AIDS, Homeless Youth Hit in Bloomberg Budget

When Mayor Michael Bloomberg released his proposed budget for New York City’s 2013 fiscal year, he said it was “an on-time balanced budget that reflects our values and our priorities.”

Guess who isn’t a priority?

“The budget we’re submitting won’t impose any new taxes on New Yorkers,” the mayor said on May 3. “It maintains the strength of the NYPD and also increases support for our public schools.”

The $68.7 billion budget continues cuts to services for people with AIDS and for HIV prevention efforts at a time when the city’s Department of Health and Mental Hygiene (DOHMH) is reporting increases in new HIV infections among young gay men, with young African-American men impacted most severely.

The proposed budget for the 2013 fiscal year, which begins on July 1, eliminates $27.6 million from the DOHMH disease control and epidemiology programs.

Specific HIV prevention cuts include eliminating six positions in the DOHMH sexually transmitted disease unit, ten positions in its “comprehensive HIV prevention programs,” and nine jobs in its “enhanced comprehensive HIV prevention planning” unit. All of the proposed job cuts are full-time positions.

“This is troubling indeed, especially in light of spikes in new infections for other [sexually transmitted infections], syphilis, in particular,” Tokes Osubu, executive director of Gay Men of African Descent (GMAD), wrote in an email. Sexually transmitted diseases make HIV easier to transmit or acquire.

DOHMH advocates for widespread HIV testing and getting those who test positive for the AIDS virus into treatment as the best response to AIDS. The theory, which is supported by some evidence, is that people who test positive will alter their behavior to not infect others and that those in treatment are less infectious, so even if they have unsafe sex, they are less likely to infect others.

In the proposed budget, DOHMH is cutting a half million dollars from its HIV testing efforts and eliminating two positions in a program that links HIV positive people to treatment.

“As a result of citywide budget reductions, the health department reduced funding efforts by six percent for FY13,” the DOHMH said in a statement. “Federal grant dollars have offset reductions in some programs, including HIV, and by streamlining and eliminating duplication; we continue to prioritize activities with the potential to reach the greatest number of affected and high-risk individuals and populations.”

The Bloomberg administration said that it has been responsibly handling large budget gaps in recent years and expected gaps ranging from $3 billion to $3.7 billion in the three fiscal years after 2013. The proposed cuts were not new, but were made in the middle of the current fiscal year and carried over to 2013, City Hall said in a statement.

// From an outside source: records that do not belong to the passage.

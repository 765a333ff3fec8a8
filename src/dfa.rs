use std::fmt::Debug;
use std::hash::Hash;

use itertools::Itertools;

use crate::alphabet::{Embedding, IntoWord, Symbol};
use crate::math::Set;
use crate::{Show, Transducer};

/// An acceptor for the domain of a transducer that is to be learned. Runs start in
/// [`Self::initial`], and a missing successor means the run has fallen into a rejecting sink
/// from which no accepting state is reachable.
pub trait DomainAcceptor<S: Symbol> {
    /// The type of states of the acceptor.
    type State: Copy + Eq + Hash + Debug;

    /// The state in which every run starts.
    fn initial(&self) -> Self::State;

    /// The successor of `state` on `symbol`, or `None` if the run is rejected from here on.
    fn successor(&self, state: Self::State, symbol: &S) -> Option<Self::State>;

    /// Returns true if `state` is accepting.
    fn is_accepting(&self, state: Self::State) -> bool;

    /// Runs the acceptor on `input` and returns whether it is accepted.
    fn accepts<W: IntoWord<S>>(&self, input: W) -> bool
    where
        Self: Sized,
    {
        input
            .into_word()
            .iter()
            .try_fold(self.initial(), |q, sym| self.successor(q, sym))
            .is_some_and(|q| self.is_accepting(q))
    }
}

impl<S: Symbol, D: DomainAcceptor<S>> DomainAcceptor<S> for &D {
    type State = D::State;

    fn initial(&self) -> Self::State {
        D::initial(self)
    }

    fn successor(&self, state: Self::State, symbol: &S) -> Option<Self::State> {
        D::successor(self, state, symbol)
    }

    fn is_accepting(&self, state: Self::State) -> bool {
        D::is_accepting(self, state)
    }
}

/// A deterministic finite automaton (DFA) stored as a table. It accepts a finite word if it
/// reaches an accepting state, missing transitions reject.
#[derive(Clone, PartialEq, Eq, Debug)]
pub struct Dfa<S: Symbol> {
    embedding: Embedding<S>,
    accepting: Vec<bool>,
    transitions: Vec<Box<[Option<usize>]>>,
    initial: usize,
}

impl<S: Symbol> Dfa<S> {
    /// Creates a [`DfaBuilder`].
    pub fn builder() -> DfaBuilder<S> {
        DfaBuilder::default()
    }

    /// The number of states.
    pub fn size(&self) -> usize {
        self.accepting.len()
    }

    /// The embedding of symbols that have transitions.
    pub fn embedding(&self) -> &Embedding<S> {
        &self.embedding
    }

    /// The domain of `transducer` as a DFA, which accepts precisely the inputs on which the
    /// transducer produces an output.
    pub fn domain_of<O: Symbol>(transducer: &Transducer<S, O>) -> Self {
        Dfa {
            embedding: transducer.embedding().clone(),
            accepting: transducer
                .states()
                .map(|(_, state)| state.is_accepting())
                .collect(),
            transitions: transducer
                .states()
                .map(|(_, state)| {
                    (0..state.slots())
                        .map(|i| state.edge(i).map(|e| e.target()))
                        .collect()
                })
                .collect(),
            initial: transducer.root(),
        }
    }

    /// Returns the indices of all accepting states.
    pub fn accepting_states(&self) -> impl Iterator<Item = usize> + '_ {
        self.accepting
            .iter()
            .enumerate()
            .filter_map(|(q, acc)| acc.then_some(q))
    }
}

impl<S: Symbol> DomainAcceptor<S> for Dfa<S> {
    type State = usize;

    fn initial(&self) -> usize {
        self.initial
    }

    fn successor(&self, state: usize, symbol: &S) -> Option<usize> {
        let sym = self.embedding.embed(symbol)?;
        self.transitions[state][sym]
    }

    fn is_accepting(&self, state: usize) -> bool {
        self.accepting[state]
    }
}

/// Helper struct for the construction of a [`Dfa`]. It stores a list of transitions, a list of
/// state colors (`true` for accepting) and an optional default color.
///
/// # Example
///
/// A DFA over `['a', 'b']` accepting the words with an odd number of `a`s.
/// ```
/// use ostia::prelude::*;
///
/// let dfa = DfaBuilder::default()
///     .with_state_colors([false, true])
///     .with_transitions([(0, 'a', 1), (0, 'b', 0), (1, 'a', 0), (1, 'b', 1)])
///     .into_dfa(0);
/// assert!(dfa.accepts("ab"));
/// assert!(dfa.accepts("aaba"));
/// assert!(!dfa.accepts("aba"));
/// assert!(!dfa.accepts("abab"));
/// ```
#[derive(Clone, Debug)]
pub struct DfaBuilder<S: Symbol> {
    symbols: Set<S>,
    edges: Vec<(usize, S, usize)>,
    default: Option<bool>,
    colors: Vec<(usize, bool)>,
}

impl<S: Symbol> Default for DfaBuilder<S> {
    fn default() -> Self {
        Self {
            symbols: Set::default(),
            edges: vec![],
            default: None,
            colors: vec![],
        }
    }
}

impl<S: Symbol> DfaBuilder<S> {
    /// Sets the color for states that have no color specified.
    pub fn default_color(mut self, accepting: bool) -> Self {
        self.default = Some(accepting);
        self
    }

    /// By default, the alphabet of the built DFA consists of the symbols that appear on some
    /// transition. This forces additional symbols to be part of it.
    pub fn with_alphabet_symbols<I: IntoIterator<Item = S>>(mut self, symbols: I) -> Self {
        self.symbols.extend(symbols);
        self
    }

    /// Assigns colors to the states in the order in which they are given.
    pub fn with_state_colors<I: IntoIterator<Item = bool>>(self, iter: I) -> Self {
        iter.into_iter()
            .enumerate()
            .fold(self, |acc, (q, accepting)| acc.color(q, accepting))
    }

    /// Assigns the given color to the state with index `q`.
    pub fn color(mut self, q: usize, accepting: bool) -> Self {
        assert!(self.colors.iter().all(|(p, _)| *p != q));
        self.colors.push((q, accepting));
        self
    }

    /// Adds transitions given as `(source, symbol, target)` triples.
    pub fn with_transitions<I: IntoIterator<Item = (usize, S, usize)>>(mut self, iter: I) -> Self {
        self.edges.extend(iter);
        self
    }

    /// Builds the DFA with the given initial state.
    ///
    /// # Panics
    /// If two transitions leave the same state on the same symbol with different targets, or if
    /// some state has no color and no default color is set.
    pub fn into_dfa(self, initial: usize) -> Dfa<S> {
        let embedding: Embedding<S> = self
            .edges
            .iter()
            .map(|(_, sym, _)| *sym)
            .chain(self.symbols)
            .collect();
        let size = self
            .edges
            .iter()
            .flat_map(|(q, _, p)| [*q, *p])
            .chain(self.colors.iter().map(|(q, _)| *q))
            .chain(std::iter::once(initial))
            .max()
            .map_or(0, |max| max + 1);

        let accepting = (0..size)
            .map(|q| {
                self.colors
                    .iter()
                    .find_map(|(p, c)| (*p == q).then_some(*c))
                    .or(self.default)
                    .unwrap_or_else(|| panic!("state {q} has no color and there is no default"))
            })
            .collect_vec();

        let mut transitions = vec![vec![None; embedding.size()].into_boxed_slice(); size];
        for (q, sym, p) in self.edges {
            let idx = embedding
                .embed(&sym)
                .expect("every symbol on a transition is embedded");
            match transitions[q][idx] {
                Some(existing) if existing != p => {
                    panic!(
                        "transitions are not deterministic in state {q} on {}",
                        sym.show()
                    )
                }
                _ => transitions[q][idx] = Some(p),
            }
        }

        Dfa {
            embedding,
            accepting,
            transitions,
            initial,
        }
    }
}

#[cfg(test)]
mod tests {
    use crate::prelude::*;

    /// Accepts `a(aa)*`, the words of odd length over `a`.
    fn odd_as() -> Dfa<char> {
        DfaBuilder::default()
            .with_state_colors([false, true])
            .with_transitions([(0, 'a', 1), (1, 'a', 0)])
            .into_dfa(0)
    }

    #[test]
    fn dfa_runs() {
        let dfa = odd_as();
        assert_eq!(dfa.size(), 2);
        assert!(dfa.accepts("a"));
        assert!(dfa.accepts("aaa"));
        assert!(!dfa.accepts(""));
        assert!(!dfa.accepts("aa"));
        // unknown symbols lead into the rejecting sink
        assert!(!dfa.accepts("ab"));
        assert_eq!(dfa.accepting_states().collect::<Vec<_>>(), vec![1]);
    }

    #[test]
    fn default_color_and_extra_symbols() {
        let dfa = DfaBuilder::default()
            .default_color(true)
            .with_alphabet_symbols(['b'])
            .with_transitions([(0, 'a', 0)])
            .into_dfa(0);
        assert_eq!(dfa.embedding().size(), 2);
        assert!(dfa.accepts("aaa"));
        assert!(!dfa.accepts("b"));
        let by_ref = &dfa;
        assert!(by_ref.accepts(""));
    }

    #[test]
    fn domain_of_a_transducer() {
        let mut t = Transducer::new(Embedding::new(['a', 'b']));
        let q = t.add_state();
        t.add_edge(t.root(), 'a', "x", q);
        t.add_edge(q, 'b', "", t.root());
        t.set_accepting(q, "y");
        let dfa = Dfa::domain_of(&t);
        for input in ["", "a", "ab", "aba", "b", "abb"] {
            assert_eq!(dfa.accepts(input), t.accepts(input));
        }
    }

    #[test]
    #[should_panic]
    fn nondeterminism_panics() {
        DfaBuilder::default()
            .default_color(false)
            .with_transitions([(0, 'a', 0), (0, 'a', 1)])
            .into_dfa(0);
    }
}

The city’s HIV/ AIDS Services Administration (HASA), which helps people with AIDS obtain housing, Medicaid, and other benefits, had at least $8.5 million in combined cuts to its services and a housing program. An email circulated among advocates by Jaron Benjamin, a staffer at Voices of Community Activists & Leaders (VOCAL), put the HASA cuts at $12.5 million.

“Funded at more than $400 million, an increase of 40 percent since Mayor Bloomberg took office, our proposed cuts to HASA amount to two percent of its total budget with no adverse impact on our clients,” HASA said in a statement. “[The agency] is proud that its HASA program provides greater care and support to its 32,000 clients with clinical symptomatic HIV or AIDS than any other program in any other city in the country.”

One issue confronting gay and AIDS groups is that the member items from City Council members were zeroed out by the Bloomberg administration. Those groups have come to rely on member items to replace funds eliminated by the mayor.

“The biggest challenge for the HIV community is that none of the City Council restorations are included in the mayor’s budget,” said Matthew Lesieur, the director of public policy at VillageCare. “Once the Council takes a leadership role in the process… it is forever in their pocketbook. My concern is is that sustainable?”

As a funding source, the Council is not necessarily reliable because there is competition among constituents for that cash and when members leave the Council, groups may lose a friend there.

This past December, nine AIDS groups, the Council, and the DOHMH fought over cuts to HIV prevention contracts. During the dispute, Thomas Farley, the city’s health commissioner, told one AIDS group in a letter that HIV prevention funds were cut by $19 million in the prior five years, with his department eliminating $8 million and the City Council cutting $11 million.

The city’s Department of Youth & Community Development (DYCD) funds some beds at the Ali Forney Center, a shelter provider for homeless lesbian, gay, bisexual, and transgender youth. Some of that cash was provided by $18.3 million in Council funds, allocated to a number of programs. Lew Fidler, a Brooklyn councilman who is vying for a vacant State Senate seat, has been a fierce advocate for Ali Forney, which currently operates 47 emergency beds and 30 transitional beds. Should he leave the Council, it’s unclear who would take up that advocacy role.

“It sounds to me like the mayor’s budget gets rid of all the City Council money from last year and has additional cuts to their base line,” said Carl Siciliano, Ali Forney’s executive director. “As it stands right now, we would lose all of our Council money and that would mean we would lose 26 beds.